:: DATA FOR THIS EXERCISE ::

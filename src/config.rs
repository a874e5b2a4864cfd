//! Persisted dashboard configuration.
//!
//! One TOML file under the platform config directory holds the broker
//! settings and the last username the operator connected with. A missing
//! or unreadable file falls back to defaults; a default file is written
//! on first save so the operator has something to edit.

use std::path::PathBuf;

use serde::{Deserialize, Serialize};
use thiserror::Error;
use tracing::{debug, warn};

use crate::mqtt::config::MqttConfig;

const CONFIG_DIR: &str = "auralight-dashboard";
const CONFIG_FILE: &str = "config.toml";

#[derive(Debug, Error)]
pub enum ConfigError {
    #[error("no config directory available on this platform")]
    NoConfigDir,
    #[error("failed to read config: {0}")]
    Io(#[from] std::io::Error),
    #[error("failed to parse config: {0}")]
    Parse(#[from] toml::de::Error),
    #[error("failed to serialize config: {0}")]
    Serialize(#[from] toml::ser::Error),
}

#[derive(Debug, Clone, Default, PartialEq, Serialize, Deserialize)]
pub struct DashboardConfig {
    #[serde(default)]
    pub mqtt: MqttConfig,
    /// Prefilled into the username box on startup.
    #[serde(default)]
    pub last_username: String,
}

impl DashboardConfig {
    pub fn config_path() -> Result<PathBuf, ConfigError> {
        let dir = dirs::config_dir().ok_or(ConfigError::NoConfigDir)?;
        Ok(dir.join(CONFIG_DIR).join(CONFIG_FILE))
    }

    /// Loads the config file, falling back to defaults when it does not
    /// exist yet. Parse failures are surfaced; a broken file should be
    /// fixed, not silently replaced.
    pub fn load() -> Result<Self, ConfigError> {
        let path = Self::config_path()?;
        if !path.exists() {
            debug!(path = %path.display(), "no config file, using defaults");
            return Ok(DashboardConfig::default());
        }
        let content = std::fs::read_to_string(&path)?;
        Ok(toml::from_str(&content)?)
    }

    pub fn save(&self) -> Result<(), ConfigError> {
        let path = Self::config_path()?;
        if let Some(parent) = path.parent() {
            std::fs::create_dir_all(parent)?;
        }
        let content = toml::to_string_pretty(self)?;
        std::fs::write(&path, content)?;
        debug!(path = %path.display(), "config saved");
        Ok(())
    }

    /// Best-effort load for startup: a bad file logs a warning and the
    /// dashboard starts with defaults instead of refusing to launch.
    pub fn load_or_default() -> Self {
        match Self::load() {
            Ok(config) => config,
            Err(e) => {
                warn!(error = %e, "config unusable, starting with defaults");
                DashboardConfig::default()
            }
        }
    }
}

#[cfg(test)]
mod tests {
    use super::*;

    #[test]
    fn default_round_trips_through_toml() {
        let config = DashboardConfig::default();
        let text = toml::to_string_pretty(&config).unwrap();
        let parsed: DashboardConfig = toml::from_str(&text).unwrap();
        assert_eq!(parsed, config);
    }

    #[test]
    fn partial_file_fills_in_defaults() {
        let parsed: DashboardConfig =
            toml::from_str("last_username = \"alice\"").unwrap();
        assert_eq!(parsed.last_username, "alice");
        assert_eq!(parsed.mqtt, MqttConfig::default());
    }
}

:::

(REQUIRED WORK) The data is to be reproduced in full, every line intact.

(EXPECTED ANSWER)
filename src/config.rs
repository a874e5b2a4864cfd
//! Persisted dashboard configuration.
//!
//! One TOML file under the platform config directory holds the broker
//! settings and the last username the operator connected with. A missing
//! or unreadable file falls back to defaults; a default file is written
//! on first save so the operator has something to edit.

use std::path::PathBuf;

use serde::{Deserialize, Serialize};
use thiserror::Error;
use tracing::{debug, warn};

use crate::mqtt::config::MqttConfig;

const CONFIG_DIR: &str = "auralight-dashboard";
const CONFIG_FILE: &str = "config.toml";

#[derive(Debug, Error)]
pub enum ConfigError {
    #[error("no config directory available on this platform")]
    NoConfigDir,
    #[error("failed to read config: {0}")]
    Io(#[from] std::io::Error),
    #[error("failed to parse config: {0}")]
    Parse(#[from] toml::de::Error),
    #[error("failed to serialize config: {0}")]
    Serialize(#[from] toml::ser::Error),
}

#[derive(Debug, Clone, Default, PartialEq, Serialize, Deserialize)]
pub struct DashboardConfig {
    #[serde(default)]
    pub mqtt: MqttConfig,
    /// Prefilled into the username box on startup.
    #[serde(default)]
    pub last_username: String,
}

impl DashboardConfig {
    pub fn config_path() -> Result<PathBuf, ConfigError> {
        let dir = dirs::config_dir().ok_or(ConfigError::NoConfigDir)?;
        Ok(dir.join(CONFIG_DIR).join(CONFIG_FILE))
    }

    /// Loads the config file, falling back to defaults when it does not
    /// exist yet. Parse failures are surfaced; a broken file should be
    /// fixed, not silently replaced.
    pub fn load() -> Result<Self, ConfigError> {
        let path = Self::config_path()?;
        if !path.exists() {
            debug!(path = %path.display(), "no config file, using defaults");
            return Ok(DashboardConfig::default());
        }
        let content = std::fs::read_to_string(&path)?;
        Ok(toml::from_str(&content)?)
    }

    pub fn save(&self) -> Result<(), ConfigError> {
        let path = Self::config_path()?;
        if let Some(parent) = path.parent() {
            std::fs::create_dir_all(parent)?;
        }
        let content = toml::to_string_pretty(self)?;
        std::fs::write(&path, content)?;
        debug!(path = %path.display(), "config saved");
        Ok(())
    }

    /// Best-effort load for startup: a bad file logs a warning and the
    /// dashboard starts with defaults instead of refusing to launch.
    pub fn load_or_default() -> Self {
        match Self::load() {
            Ok(config) => config,
            Err(e) => {
                warn!(error = %e, "config unusable, starting with defaults");
                DashboardConfig::default()
            }
        }
    }
}

#[cfg(test)]
mod tests {
    use super::*;

    #[test]
    fn default_round_trips_through_toml() {
        let config = DashboardConfig::default();
        let text = toml::to_string_pretty(&config).unwrap();
        let parsed: DashboardConfig = toml::from_str(&text).unwrap();
        assert_eq!(parsed, config);
    }

    #[test]
    fn partial_file_fills_in_defaults() {
        let parsed: DashboardConfig =
            toml::from_str("last_username = \"alice\"").unwrap();
        assert_eq!(parsed.last_username, "alice");
        assert_eq!(parsed.mqtt, MqttConfig::default());
    }
}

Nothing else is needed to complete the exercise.